__TASK BRIEF__
Could you retype, exactly as written, every line from the top of the records through the line that contains "pub use warning::StructuralWarning;"?

__PROVIDED DATA__
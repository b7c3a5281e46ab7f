pub mod classify;
pub mod config;
pub mod convert;
pub mod dataset;
pub mod index;
pub mod materialize;
pub mod partition;
pub mod reader;
pub mod selection;
pub mod sil;
pub mod warning;

pub use classify::{Classification, OutputShape, WholeExtent, classify};
pub use config::ReaderConfig;
pub use convert::{Converter, StandardConverter};
pub use dataset::{
    Association, AttributeData, CellArray, Composite, CompositeKind, CurvilinearData, DataArray,
    DataObject, GraphData, ImageData, RectilinearData, UnstructuredData,
};
pub use index::{HierarchyIndex, IndexLimits, build_index};
pub use materialize::{MaterializeRequest, materialize};
pub use partition::{Partition, PartitionStrategy};
pub use reader::{Reader, ReaderStats};
pub use selection::{Category, SelectionIndex, Selections};
pub use sil::{EdgeKind, HierarchyGraph, HierarchySnapshot, SnapshotEdge};
pub use warning::StructuralWarning;

pub use meshtree_common::{Document, DocumentError, ItemId};
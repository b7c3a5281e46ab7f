//! Per-kind conversion from description items to in-memory datasets.

use std::sync::Arc;

use meshtree_common::{
    ArrayRef, Center, Document, DocumentError, ItemId, ItemKind, SetType,
};
use meshtree_io::{ArrayKey, ArrayKeeper, ArraySlot};
use rustc_hash::FxHashMap;

use crate::dataset::{
    Association, AttributeData, CellArray, CellPoints, CurvilinearData, DataArray, DataObject,
    GraphData, ImageData, RectilinearData, UnstructuredData,
};
use crate::selection::{Category, Selections};

/// Builds concrete datasets for atomic items. Every array read goes through
/// the keeper.
pub trait Converter {
    /// Geometry and topology only, no attribute arrays.
    fn copy_shape(
        &self,
        doc: &Document,
        node: ItemId,
        keeper: &mut dyn ArrayKeeper,
    ) -> Result<DataObject, DocumentError>;

    /// Shape plus every attribute enabled in `arrays`.
    fn populate(
        &self,
        doc: &Document,
        node: ItemId,
        arrays: &Selections,
        keeper: &mut dyn ArrayKeeper,
    ) -> Result<DataObject, DocumentError>;

    /// Unstructured subset of `source` (the populated `grid`) selected by `set`.
    fn extract_subset(
        &self,
        doc: &Document,
        set: ItemId,
        source: &DataObject,
        keeper: &mut dyn ArrayKeeper,
    ) -> Result<UnstructuredData, DocumentError>;
}

#[derive(Debug, Default, Clone, Copy)]
pub struct StandardConverter;

fn load(
    keeper: &mut dyn ArrayKeeper,
    item: ItemId,
    slot: ArraySlot,
    array: &ArrayRef,
) -> Result<Arc<[f64]>, DocumentError> {
    Ok(keeper.load(ArrayKey::new(item, slot), array)?)
}

fn to_indices(values: &[f64], what: &str) -> Result<Vec<usize>, DocumentError> {
    values
        .iter()
        .map(|&v| {
            if v.is_finite() && v >= 0.0 && v.fract() == 0.0 {
                Ok(v as usize)
            } else {
                Err(DocumentError::structure(format!("{what}: invalid index {v}")))
            }
        })
        .collect()
}

fn extent_of(dims: [usize; 3]) -> [i64; 6] {
    let mut extent = [0i64; 6];
    for (axis, &n) in dims.iter().enumerate() {
        extent[2 * axis + 1] = n as i64 - 1;
    }
    extent
}

/// Where an attribute lands for an owner kind; `None` for unsupported centers.
fn association(center: Center, is_graph: bool) -> Option<(Association, Category)> {
    match (is_graph, center) {
        (_, Center::Grid) => Some((Association::Field, Category::FieldArrays)),
        (false, Center::Cell) | (true, Center::Edge) => {
            Some((Association::Cell, Category::CellArrays))
        }
        (_, Center::Node) => Some((Association::Point, Category::PointArrays)),
        _ => None,
    }
}

impl StandardConverter {
    pub fn new() -> Self {
        Self
    }

    fn attach_arrays(
        doc: &Document,
        node: ItemId,
        arrays: &Selections,
        keeper: &mut dyn ArrayKeeper,
        out: &mut AttributeData,
    ) -> Result<(), DocumentError> {
        let kind = &doc.item(node).kind;
        let is_graph = matches!(kind, ItemKind::Graph(_));
        for &attribute in kind.attributes() {
            let item = doc.item(attribute);
            let ItemKind::Attribute(attr) = &item.kind else {
                continue;
            };
            if item.name.is_empty() {
                continue;
            }
            let Some((association, category)) = association(attr.center, is_graph) else {
                continue;
            };
            if !arrays.get(category).is_enabled(&item.name) {
                continue;
            }
            let values = load(keeper, attribute, ArraySlot::Values, &attr.values)?;
            out.arrays_mut(association).push(DataArray::new(
                item.name.clone(),
                attr.values.components,
                values,
            ));
        }
        Ok(())
    }

    /// Attach a set's own attributes where their tuple counts fit the subset.
    fn attach_set_arrays(
        doc: &Document,
        set: ItemId,
        keeper: &mut dyn ArrayKeeper,
        out: &mut UnstructuredData,
    ) -> Result<(), DocumentError> {
        let points = out.number_of_points();
        let cells = out.cells.len();
        for &attribute in doc.item(set).kind.attributes() {
            let item = doc.item(attribute);
            let ItemKind::Attribute(attr) = &item.kind else {
                continue;
            };
            let (association, expected) = match attr.center {
                Center::Node => (Association::Point, Some(points)),
                Center::Cell => (Association::Cell, Some(cells)),
                Center::Grid => (Association::Field, None),
                _ => continue,
            };
            if item.name.is_empty() || expected.is_some_and(|n| n != attr.values.tuples()) {
                #[cfg(feature = "tracing")]
                tracing::debug!(attribute = %item.name, "set attribute does not fit its subset; skipping");
                continue;
            }
            let values = load(keeper, attribute, ArraySlot::Values, &attr.values)?;
            out.data.arrays_mut(association).push(DataArray::new(
                item.name.clone(),
                attr.values.components,
                values,
            ));
        }
        Ok(())
    }
}

impl Converter for StandardConverter {
    fn copy_shape(
        &self,
        doc: &Document,
        node: ItemId,
        keeper: &mut dyn ArrayKeeper,
    ) -> Result<DataObject, DocumentError> {
        let item = doc.item(node);
        let data = AttributeData::default();
        let object = match &item.kind {
            ItemKind::RegularGrid(grid) => DataObject::Image(ImageData {
                extent: extent_of(grid.dimensions),
                origin: grid.origin,
                spacing: grid.spacing,
                data,
            }),
            ItemKind::RectilinearGrid(grid) => {
                let mut coordinates: [Arc<[f64]>; 3] = std::array::from_fn(|_| Arc::from([0.0]));
                for (axis, array) in grid.axes.iter().enumerate().take(3) {
                    coordinates[axis] = load(keeper, node, ArraySlot::Axis(axis as u8), array)?;
                }
                DataObject::Rectilinear(RectilinearData {
                    extent: extent_of(grid.dimensions()),
                    coordinates,
                    data,
                })
            }
            ItemKind::CurvilinearGrid(grid) => DataObject::Curvilinear(CurvilinearData {
                extent: extent_of(grid.dimensions),
                points: load(keeper, node, ArraySlot::Points, &grid.points)?,
                data,
            }),
            ItemKind::UnstructuredGrid(grid) => {
                let points = load(keeper, node, ArraySlot::Points, &grid.points)?;
                let raw = load(
                    keeper,
                    node,
                    ArraySlot::Connectivity,
                    &grid.topology.connectivity,
                )?;
                let connectivity = to_indices(&raw, "connectivity")?;
                let per_cell = grid.topology.cell_type.point_count();
                if connectivity.len() % per_cell != 0 {
                    return Err(DocumentError::structure(format!(
                        "grid '{}': connectivity length {} is not a multiple of {per_cell}",
                        item.name,
                        connectivity.len()
                    )));
                }
                let mut cells = CellArray::new();
                for corners in connectivity.chunks_exact(per_cell) {
                    cells.push(grid.topology.cell_type, corners);
                }
                DataObject::Unstructured(UnstructuredData {
                    points,
                    cells,
                    data,
                })
            }
            ItemKind::Graph(graph) => {
                let sources = load(keeper, node, ArraySlot::EdgeSources, &graph.sources)?;
                let targets = load(keeper, node, ArraySlot::EdgeTargets, &graph.targets)?;
                let sources = to_indices(&sources, "graph sources")?;
                let targets = to_indices(&targets, "graph targets")?;
                DataObject::Graph(GraphData {
                    node_count: graph.node_count,
                    edges: sources.into_iter().zip(targets).collect(),
                    data,
                })
            }
            other => {
                return Err(DocumentError::structure(format!(
                    "a {} has no dataset shape",
                    other.label()
                )));
            }
        };
        Ok(object)
    }

    fn populate(
        &self,
        doc: &Document,
        node: ItemId,
        arrays: &Selections,
        keeper: &mut dyn ArrayKeeper,
    ) -> Result<DataObject, DocumentError> {
        let mut object = self.copy_shape(doc, node, keeper)?;
        if let Some(data) = object.data_mut() {
            Self::attach_arrays(doc, node, arrays, keeper, data)?;
        }
        Ok(object)
    }

    fn extract_subset(
        &self,
        doc: &Document,
        set: ItemId,
        source: &DataObject,
        keeper: &mut dyn ArrayKeeper,
    ) -> Result<UnstructuredData, DocumentError> {
        let set_item = doc.item(set);
        let ItemKind::Set(def) = &set_item.kind else {
            return Err(DocumentError::structure(format!(
                "'{}' is a {}, not a set",
                set_item.name,
                set_item.kind.label()
            )));
        };
        let raw = load(keeper, set, ArraySlot::Indices, &def.indices)?;
        let ids = to_indices(&raw, "set indices")?;
        let empty = AttributeData::default();
        let source_data = source.data().unwrap_or(&empty);

        let mut cells = CellArray::new();
        let (point_ids, cell_ids) = match def.set_type {
            SetType::Node => {
                let kept: Vec<usize> = ids
                    .into_iter()
                    .filter(|&id| source.point(id).is_some())
                    .collect();
                for local in 0..kept.len() {
                    cells.push(meshtree_common::CellType::Vertex, &[local]);
                }
                (kept, Vec::new())
            }
            SetType::Cell => {
                let mut remap: FxHashMap<usize, usize> = FxHashMap::default();
                let mut used = Vec::new();
                let mut kept = Vec::new();
                for id in ids {
                    let Some((cell_type, corners)) = source.cell(id) else {
                        continue;
                    };
                    let local: CellPoints = corners
                        .iter()
                        .map(|&p| {
                            *remap.entry(p).or_insert_with(|| {
                                used.push(p);
                                used.len() - 1
                            })
                        })
                        .collect();
                    cells.push(cell_type, &local);
                    kept.push(id);
                }
                (used, kept)
            }
        };

        let mut points = Vec::with_capacity(point_ids.len() * 3);
        for &p in &point_ids {
            let xyz = source.point(p).ok_or_else(|| {
                DocumentError::structure(format!("set '{}': point {p} out of range", set_item.name))
            })?;
            points.extend_from_slice(&xyz);
        }

        let data = AttributeData {
            field: source_data.field.clone(),
            cell: source_data.cell.iter().map(|a| a.gather(&cell_ids)).collect(),
            point: source_data.point.iter().map(|a| a.gather(&point_ids)).collect(),
        };
        let mut subset = UnstructuredData {
            points: Arc::from(points),
            cells,
            data,
        };
        if def.set_type == SetType::Node {
            subset.data.cell.clear();
        }
        Self::attach_set_arrays(doc, set, keeper, &mut subset)?;
        Ok(subset)
    }
}

#[cfg(test)]
mod tests {
    use super::*;
    use meshtree_common::{Attribute, CellType, GridParts, Item, RegularGrid, Set};
    use meshtree_io::GenerationalKeeper;

    fn image_doc() -> (Document, ItemId, ItemId) {
        let mut doc = Document::new();
        let root = doc.root();
        let grid = doc
            .insert(
                root,
                Item::new(
                    "G",
                    ItemKind::RegularGrid(RegularGrid {
                        dimensions: [3, 3, 1],
                        origin: [0.0; 3],
                        spacing: [1.0; 3],
                        parts: GridParts::default(),
                    }),
                ),
            )
            .unwrap();
        doc.insert(
            grid,
            Item::new(
                "temp",
                ItemKind::Attribute(Attribute {
                    center: Center::Cell,
                    values: ArrayRef::scalars(vec![10.0, 11.0, 12.0, 13.0]),
                }),
            ),
        )
        .unwrap();
        doc.insert(
            grid,
            Item::new(
                "dist",
                ItemKind::Attribute(Attribute {
                    center: Center::Node,
                    values: ArrayRef::scalars((0..9).map(f64::from).collect()),
                }),
            ),
        )
        .unwrap();
        let set = doc
            .insert(
                grid,
                Item::new(
                    "corner",
                    ItemKind::Set(Set {
                        set_type: SetType::Cell,
                        indices: ArrayRef::scalars(vec![3.0]),
                        attributes: Vec::new(),
                    }),
                ),
            )
            .unwrap();
        (doc, grid, set)
    }

    fn all_arrays() -> Selections {
        let mut s = Selections::default();
        s.cells.add("temp");
        s.points.add("dist");
        s
    }

    #[test]
    fn populate_attaches_enabled_arrays_only() {
        let (doc, grid, _) = image_doc();
        let mut keeper = GenerationalKeeper::new();
        let mut arrays = all_arrays();
        arrays.points.set_enabled("dist", false);

        let out = StandardConverter.populate(&doc, grid, &arrays, &mut keeper).unwrap();
        let data = out.data().unwrap();
        assert!(data.get(Association::Cell, "temp").is_some());
        assert!(data.get(Association::Point, "dist").is_none());
        assert_eq!(out.extent(), Some([0, 2, 0, 2, 0, 0]));
    }

    #[test]
    fn cell_set_extracts_pixel_with_sampled_arrays() {
        let (doc, grid, set) = image_doc();
        let mut keeper = GenerationalKeeper::new();
        let source = StandardConverter
            .populate(&doc, grid, &all_arrays(), &mut keeper)
            .unwrap();
        let subset = StandardConverter
            .extract_subset(&doc, set, &source, &mut keeper)
            .unwrap();

        assert_eq!(subset.cells.len(), 1);
        let (t, corners) = subset.cells.cell(0).unwrap();
        assert_eq!(t, CellType::Pixel);
        assert_eq!(corners, &[0, 1, 2, 3]);
        assert_eq!(subset.number_of_points(), 4);
        assert_eq!(&subset.points[..3], &[1.0, 1.0, 0.0]);

        let temp = subset.data.get(Association::Cell, "temp").unwrap();
        assert_eq!(&*temp.values, &[13.0]);
        let dist = subset.data.get(Association::Point, "dist").unwrap();
        assert_eq!(&*dist.values, &[4.0, 5.0, 7.0, 8.0]);
    }

    #[test]
    fn invalid_indices_are_rejected() {
        assert!(to_indices(&[0.0, 2.0], "x").is_ok());
        assert!(to_indices(&[-1.0], "x").is_err());
        assert!(to_indices(&[1.5], "x").is_err());
    }
}
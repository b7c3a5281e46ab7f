//! Meta crate re-exporting the meshtree layers. Depend on this crate and opt
//! into the layers you need through feature flags; the underlying crates stay
//! reachable for deeper integration.

#[cfg(feature = "common")]
pub use meshtree_common as common;

#[cfg(feature = "io")]
pub use meshtree_io as io;

#[cfg(feature = "engine")]
pub use meshtree_engine as engine;

#[cfg(feature = "engine")]
pub use meshtree_engine::{
    Category, Classification, DataObject, HierarchyGraph, OutputShape, Partition, Reader,
    ReaderConfig, StructuralWarning,
};

#[cfg(feature = "common")]
pub use meshtree_common::{Document, DocumentError};
//! Fixture helpers shared by the meshtree test suites: an in-memory document
//! builder and writers for description and raw array files.

use std::fs;
use std::path::{Path, PathBuf};

use meshtree_common::{
    ArrayRef, Attribute, CellType, Center, CollectionType, CurvilinearGrid, Document, Graph,
    GridParts, Item, ItemId, ItemKind, RectilinearGrid, RegularGrid, Set, SetType, Topology,
    UnstructuredGrid,
};

pub use tempfile::TempDir;

/// Builds documents item by item. Every method panics on misplaced items,
/// which is what a broken fixture should do.
#[derive(Debug, Default)]
pub struct DocBuilder {
    doc: Document,
}

impl DocBuilder {
    pub fn new() -> Self {
        Self::default()
    }

    pub fn root(&self) -> ItemId {
        self.doc.root()
    }

    fn add(&mut self, parent: ItemId, item: Item) -> ItemId {
        self.doc
            .insert(parent, item)
            .unwrap_or_else(|e| panic!("fixture insert failed: {e}"))
    }

    pub fn collection(&mut self, parent: ItemId, name: &str, collection_type: CollectionType) -> ItemId {
        self.add(parent, Item::new(name, ItemKind::collection(collection_type)))
    }

    pub fn spatial(&mut self, parent: ItemId, name: &str) -> ItemId {
        self.collection(parent, name, CollectionType::Spatial)
    }

    pub fn temporal(&mut self, parent: ItemId, name: &str) -> ItemId {
        self.collection(parent, name, CollectionType::Temporal)
    }

    /// Regular grid with unit spacing at the origin.
    pub fn regular(&mut self, parent: ItemId, name: &str, dimensions: [usize; 3]) -> ItemId {
        self.add(
            parent,
            Item::new(
                name,
                ItemKind::RegularGrid(RegularGrid {
                    dimensions,
                    origin: [0.0; 3],
                    spacing: [1.0; 3],
                    parts: GridParts::default(),
                }),
            ),
        )
    }

    /// Rectilinear grid with axes `0, 1, ..` of the given point counts.
    pub fn rectilinear(&mut self, parent: ItemId, name: &str, dimensions: [usize; 3]) -> ItemId {
        let axes = dimensions
            .iter()
            .map(|&n| ArrayRef::scalars((0..n).map(|i| i as f64).collect()))
            .collect();
        self.add(
            parent,
            Item::new(
                name,
                ItemKind::RectilinearGrid(RectilinearGrid {
                    axes,
                    parts: GridParts::default(),
                }),
            ),
        )
    }

    /// Curvilinear grid laid out on the unit lattice.
    pub fn curvilinear(&mut self, parent: ItemId, name: &str, dimensions: [usize; 3]) -> ItemId {
        let mut points = Vec::new();
        for k in 0..dimensions[2] {
            for j in 0..dimensions[1] {
                for i in 0..dimensions[0] {
                    points.extend([i as f64, j as f64, k as f64]);
                }
            }
        }
        self.add(
            parent,
            Item::new(
                name,
                ItemKind::CurvilinearGrid(CurvilinearGrid {
                    dimensions,
                    points: ArrayRef::inline(3, points),
                    parts: GridParts::default(),
                }),
            ),
        )
    }

    /// Two triangles sharing an edge of the unit square.
    pub fn unstructured(&mut self, parent: ItemId, name: &str) -> ItemId {
        let points = vec![
            0.0, 0.0, 0.0, //
            1.0, 0.0, 0.0, //
            1.0, 1.0, 0.0, //
            0.0, 1.0, 0.0,
        ];
        self.add(
            parent,
            Item::new(
                name,
                ItemKind::UnstructuredGrid(UnstructuredGrid {
                    topology: Topology {
                        cell_type: CellType::Triangle,
                        connectivity: ArrayRef::scalars(vec![0.0, 1.0, 2.0, 0.0, 2.0, 3.0]),
                    },
                    points: ArrayRef::inline(3, points),
                    parts: GridParts::default(),
                }),
            ),
        )
    }

    /// Chain graph `0 -> 1 -> .. -> nodes-1`.
    pub fn graph(&mut self, parent: ItemId, name: &str, nodes: usize) -> ItemId {
        let edges = nodes.saturating_sub(1);
        self.add(
            parent,
            Item::new(
                name,
                ItemKind::Graph(Graph {
                    node_count: nodes,
                    sources: ArrayRef::scalars((0..edges).map(|i| i as f64).collect()),
                    targets: ArrayRef::scalars((1..=edges).map(|i| i as f64).collect()),
                    attributes: Vec::new(),
                }),
            ),
        )
    }

    pub fn attribute(&mut self, owner: ItemId, name: &str, center: Center, values: Vec<f64>) -> ItemId {
        self.attribute_with(owner, name, center, ArrayRef::scalars(values))
    }

    pub fn attribute_with(
        &mut self,
        owner: ItemId,
        name: &str,
        center: Center,
        values: ArrayRef,
    ) -> ItemId {
        self.add(owner, Item::new(name, ItemKind::Attribute(Attribute { center, values })))
    }

    pub fn set(&mut self, grid: ItemId, name: &str, set_type: SetType, indices: &[usize]) -> ItemId {
        self.add(
            grid,
            Item::new(
                name,
                ItemKind::Set(Set {
                    set_type,
                    indices: ArrayRef::scalars(indices.iter().map(|&i| i as f64).collect()),
                    attributes: Vec::new(),
                }),
            ),
        )
    }

    pub fn time(&mut self, id: ItemId, time: f64) -> &mut Self {
        self.doc.set_time(id, time);
        self
    }

    pub fn document(&self) -> &Document {
        &self.doc
    }

    pub fn build(self) -> Document {
        self.doc
    }
}

/// Write a JSON description into `dir` and return its path.
pub fn write_description(dir: &Path, name: &str, description: &serde_json::Value) -> PathBuf {
    let path = dir.join(name);
    let text = serde_json::to_string_pretty(description)
        .unwrap_or_else(|e| panic!("fixture serialization failed: {e}"));
    fs::write(&path, text).unwrap_or_else(|e| panic!("write {}: {e}", path.display()));
    path
}

/// Write little-endian `f64` values into `dir` and return the file path.
pub fn write_raw(dir: &Path, name: &str, values: &[f64]) -> PathBuf {
    let path = dir.join(name);
    let bytes: Vec<u8> = values.iter().flat_map(|v| v.to_le_bytes()).collect();
    fs::write(&path, bytes).unwrap_or_else(|e| panic!("write {}: {e}", path.display()));
    path
}

/// Fresh temporary directory for file fixtures.
pub fn temp_dir() -> TempDir {
    tempfile::tempdir().unwrap_or_else(|e| panic!("tempdir: {e}"))
}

__RESPONSE__
repository b7c3a5281e46ab7f
pub mod classify;
pub mod config;
pub mod convert;
pub mod dataset;
pub mod index;
pub mod materialize;
pub mod partition;
pub mod reader;
pub mod selection;
pub mod sil;
pub mod warning;

pub use classify::{Classification, OutputShape, WholeExtent, classify};
pub use config::ReaderConfig;
pub use convert::{Converter, StandardConverter};
pub use dataset::{
    Association, AttributeData, CellArray, Composite, CompositeKind, CurvilinearData, DataArray,
    DataObject, GraphData, ImageData, RectilinearData, UnstructuredData,
};
pub use index::{HierarchyIndex, IndexLimits, build_index};
pub use materialize::{MaterializeRequest, materialize};
pub use partition::{Partition, PartitionStrategy};
pub use reader::{Reader, ReaderStats};
pub use selection::{Category, SelectionIndex, Selections};
pub use sil::{EdgeKind, HierarchyGraph, HierarchySnapshot, SnapshotEdge};
pub use warning::StructuralWarning;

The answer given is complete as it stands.